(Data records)
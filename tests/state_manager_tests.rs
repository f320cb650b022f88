//! Integration tests for the file-backed state manager.

mod common;

use common::{ScopeDir, wait_until};
use config_manager::error::ConfigError;
use config_manager::logging::Logger;
use config_manager::model::{FileStateManager, StateManager, StateManagerOptions};
use serde_json::{Value, json};
use std::sync::atomic::{AtomicBool, Ordering};
use std::sync::mpsc::sync_channel;
use std::sync::Arc;
use std::thread;
use std::time::Duration;

fn open(dir: &ScopeDir) -> FileStateManager {
    FileStateManager::with_options(
        dir.root.path(),
        &dir.scope,
        StateManagerOptions::default().with_test_counter(),
        Logger::null(),
    )
    .unwrap()
}

fn raw(sm: &FileStateManager, key: &str) -> Option<Value> {
    sm.get_key(key)
        .ok()
        .map(|cfg| serde_json::from_str(cfg.raw_json()).unwrap())
}

#[test]
fn test_load_and_lookup() {
    let dir = ScopeDir::new("configtest");
    dir.write(&[("foo", json!(true)), ("bar", json!(3))]);

    let sm = open(&dir);
    assert_eq!(raw(&sm, "foo"), Some(json!(true)));
    assert_eq!(raw(&sm, "bar"), Some(json!(3)));
    assert!(sm.get_key("baz").unwrap_err().is_not_found());
    assert_eq!(sm.file_path(), dir.file_path());

    let snapshot = sm.snapshot().unwrap();
    assert!(snapshot.generation() >= 1);
    assert_eq!(snapshot.len(), 2);
    sm.close();
}

#[test]
fn test_missing_file() {
    let dir = ScopeDir::new("configtest");
    let err = FileStateManager::new(dir.root.path(), "other", Logger::null())
        .err()
        .unwrap();
    assert!(matches!(err, ConfigError::PathNotFound { ref path } if path.ends_with("other/configs.json")));
}

#[test]
fn test_duplicate_keys_last_wins() {
    let dir = ScopeDir::new("configtest");
    dir.write_raw(br#"[{"key":"x","value":1},{"key":"x","value":2}]"#);

    let sm = open(&dir);
    assert_eq!(raw(&sm, "x"), Some(json!(2)));
}

#[test]
fn test_reload_picks_up_changes() {
    let dir = ScopeDir::new("configtest");
    dir.write(&[("foo", json!(1)), ("bar", json!("keep"))]);
    let sm = open(&dir);
    let counter = Arc::clone(sm.notify_counter().unwrap());
    let first_generation = sm.snapshot().unwrap().generation();

    dir.write(&[("foo", json!(2)), ("bar", json!("keep"))]);
    assert!(wait_until(&counter, || raw(&sm, "foo") == Some(json!(2))));
    assert!(sm.snapshot().unwrap().generation() > first_generation);

    // Deleted keys disappear after the next reload.
    dir.write(&[("foo", json!(2))]);
    assert!(wait_until(&counter, || raw(&sm, "bar").is_none()));
    assert!(sm.get_key("bar").unwrap_err().is_not_found());
}

#[test]
fn test_bad_reload_keeps_previous_snapshot() {
    let dir = ScopeDir::new("configtest");
    dir.write(&[("foo", json!("good"))]);
    let sm = open(&dir);
    let counter = Arc::clone(sm.notify_counter().unwrap());
    let generation = sm.snapshot().unwrap().generation();

    let seen = counter.count();
    dir.write_raw(b"[{\"key\": \"foo\", \"value\": ");
    assert!(counter.wait_timeout(seen + 1, common::RELOAD_TIMEOUT));
    assert_eq!(raw(&sm, "foo"), Some(json!("good")));
    assert_eq!(sm.snapshot().unwrap().generation(), generation);

    dir.write(&[("foo", json!("recovered"))]);
    assert!(wait_until(&counter, || raw(&sm, "foo") == Some(json!("recovered"))));
}

#[test]
fn test_update_channel_notified() {
    let dir = ScopeDir::new("configtest");
    dir.write(&[("foo", json!(1))]);

    let (tx, rx) = sync_channel(1);
    let sm = FileStateManager::with_options(
        dir.root.path(),
        &dir.scope,
        StateManagerOptions::default()
            .with_update_channel(tx)
            .with_test_counter(),
        Logger::null(),
    )
    .unwrap();
    rx.recv_timeout(common::RELOAD_TIMEOUT).unwrap();

    let counter = Arc::clone(sm.notify_counter().unwrap());
    dir.write(&[("foo", json!(2))]);
    assert!(wait_until(&counter, || raw(&sm, "foo") == Some(json!(2))));
    rx.recv_timeout(common::RELOAD_TIMEOUT).unwrap();
}

#[test]
fn test_update_channel_never_blocks_reloads() {
    let dir = ScopeDir::new("configtest");
    dir.write(&[("n", json!(0))]);

    // Nobody drains this channel.
    let (tx, _rx) = sync_channel(1);
    let sm = FileStateManager::with_options(
        dir.root.path(),
        &dir.scope,
        StateManagerOptions::default()
            .with_update_channel(tx)
            .with_test_counter(),
        Logger::null(),
    )
    .unwrap();
    let counter = Arc::clone(sm.notify_counter().unwrap());

    for n in 1..=3 {
        dir.write(&[("n", json!(n))]);
        assert!(wait_until(&counter, || raw(&sm, "n") == Some(json!(n))));
    }
}

#[test]
fn test_debug_vars_follow_reloads() {
    let dir = ScopeDir::new("configtest");
    dir.write(&[("foo", json!({"a": 1}))]);
    let sm = open(&dir);
    let counter = Arc::clone(sm.notify_counter().unwrap());

    let vars = sm.debug_vars();
    assert_eq!(vars.values["foo"].get(), r#"{"a":1}"#);

    dir.write(&[("bar", json!(false))]);
    assert!(wait_until(&counter, || raw(&sm, "bar").is_some()));
    let vars = sm.debug_vars();
    assert!(!vars.values.contains_key("foo"));
    assert_eq!(vars.values["bar"].get(), "false");
}

#[test]
fn test_initial_load_timeout() {
    let dir = ScopeDir::new("configtest");
    dir.write_raw(b"not json");

    let err = FileStateManager::with_options(
        dir.root.path(),
        &dir.scope,
        StateManagerOptions::default().with_initial_load_timeout(Duration::from_millis(200)),
        Logger::null(),
    )
    .err()
    .unwrap();
    assert!(matches!(err, ConfigError::InitialLoadTimeout { .. }));
}

#[test]
fn test_readers_see_whole_snapshots() {
    let dir = ScopeDir::new("configtest");
    dir.write(&[("a", json!(0)), ("b", json!(0))]);
    let sm = Arc::new(open(&dir));
    let counter = Arc::clone(sm.notify_counter().unwrap());
    let done = Arc::new(AtomicBool::new(false));

    let readers: Vec<_> = (0..4)
        .map(|_| {
            let sm = Arc::clone(&sm);
            let done = Arc::clone(&done);
            thread::spawn(move || {
                while !done.load(Ordering::Relaxed) {
                    let snapshot = sm.snapshot().unwrap();
                    let a = snapshot.get("a").unwrap();
                    let b = snapshot.get("b").unwrap();
                    assert_eq!(a.raw_json(), b.raw_json());
                }
            })
        })
        .collect();

    for n in 1..=5 {
        dir.write(&[("a", json!(n)), ("b", json!(n))]);
        assert!(wait_until(&counter, || raw(&sm, "a") == Some(json!(n))));
    }

    done.store(true, Ordering::Relaxed);
    for r in readers {
        r.join().unwrap();
    }
}

#[test]
fn test_close_is_idempotent() {
    let dir = ScopeDir::new("configtest");
    dir.write(&[("foo", json!(1))]);
    let sm = open(&dir);
    sm.close();
    sm.close();
    // The last snapshot stays readable after close.
    assert_eq!(raw(&sm, "foo"), Some(json!(1)));
}

#[test]
fn test_in_place_write_reloads() {
    let dir = ScopeDir::new("configtest");
    dir.write(&[("foo", json!("before"))]);
    let sm = open(&dir);
    let counter = Arc::clone(sm.notify_counter().unwrap());

    std::fs::write(dir.file_path(), common::configs_json(&[("foo", json!("after"))])).unwrap();
    assert!(wait_until(&counter, || raw(&sm, "foo") == Some(json!("after"))));
}

#[cfg(unix)]
#[test]
fn test_chmod_rewatches_and_reloads() {
    use std::os::unix::fs::PermissionsExt;

    let dir = ScopeDir::new("configtest");
    dir.write(&[("foo", json!(1))]);
    let sm = open(&dir);
    let counter = Arc::clone(sm.notify_counter().unwrap());

    let seen = counter.count();
    std::fs::set_permissions(dir.file_path(), std::fs::Permissions::from_mode(0o600)).unwrap();
    assert!(counter.wait_timeout(seen + 1, common::RELOAD_TIMEOUT));
    assert_eq!(raw(&sm, "foo"), Some(json!(1)));

    // The re-registered watch still sees later in-place writes.
    std::fs::write(dir.file_path(), common::configs_json(&[("foo", json!(2))])).unwrap();
    assert!(wait_until(&counter, || raw(&sm, "foo") == Some(json!(2))));
}

#[test]
fn test_record_without_value_does_not_block_load() {
    let dir = ScopeDir::new("configtest");
    dir.write_raw(br#"[{"key":"foo","value":1},{"key":"bar"}]"#);

    let sm = FileStateManager::with_options(
        dir.root.path(),
        &dir.scope,
        StateManagerOptions::default().with_initial_load_timeout(common::RELOAD_TIMEOUT),
        Logger::null(),
    )
    .unwrap();
    assert_eq!(raw(&sm, "foo"), Some(json!(1)));

    let bar = sm.get_key("bar").unwrap();
    assert!(bar.raw_value().is_none());
    assert!(matches!(
        bar.decode::<i64>().unwrap_err(),
        ConfigError::UnmarshalMismatch { .. }
    ));
}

Work request
Retype the portion of the data above that starts on the line with "assert!(sm.snapshot().unwrap().generation() > first_generation);" and finishes on the line with "drains this channel.", including both of those lines.

Task output
    assert!(sm.snapshot().unwrap().generation() > first_generation);

    // Deleted keys disappear after the next reload.
    dir.write(&[("foo", json!(2))]);
    assert!(wait_until(&counter, || raw(&sm, "bar").is_none()));
    assert!(sm.get_key("bar").unwrap_err().is_not_found());
}

#[test]
fn test_bad_reload_keeps_previous_snapshot() {
    let dir = ScopeDir::new("configtest");
    dir.write(&[("foo", json!("good"))]);
    let sm = open(&dir);
    let counter = Arc::clone(sm.notify_counter().unwrap());
    let generation = sm.snapshot().unwrap().generation();

    let seen = counter.count();
    dir.write_raw(b"[{\"key\": \"foo\", \"value\": ");
    assert!(counter.wait_timeout(seen + 1, common::RELOAD_TIMEOUT));
    assert_eq!(raw(&sm, "foo"), Some(json!("good")));
    assert_eq!(sm.snapshot().unwrap().generation(), generation);

    dir.write(&[("foo", json!("recovered"))]);
    assert!(wait_until(&counter, || raw(&sm, "foo") == Some(json!("recovered"))));
}

#[test]
fn test_update_channel_notified() {
    let dir = ScopeDir::new("configtest");
    dir.write(&[("foo", json!(1))]);

    let (tx, rx) = sync_channel(1);
    let sm = FileStateManager::with_options(
        dir.root.path(),
        &dir.scope,
        StateManagerOptions::default()
            .with_update_channel(tx)
            .with_test_counter(),
        Logger::null(),
    )
    .unwrap();
    rx.recv_timeout(common::RELOAD_TIMEOUT).unwrap();

    let counter = Arc::clone(sm.notify_counter().unwrap());
    dir.write(&[("foo", json!(2))]);
    assert!(wait_until(&counter, || raw(&sm, "foo") == Some(json!(2))));
    rx.recv_timeout(common::RELOAD_TIMEOUT).unwrap();
}

#[test]
fn test_update_channel_never_blocks_reloads() {
    let dir = ScopeDir::new("configtest");
    dir.write(&[("n", json!(0))]);

    // Nobody drains this channel.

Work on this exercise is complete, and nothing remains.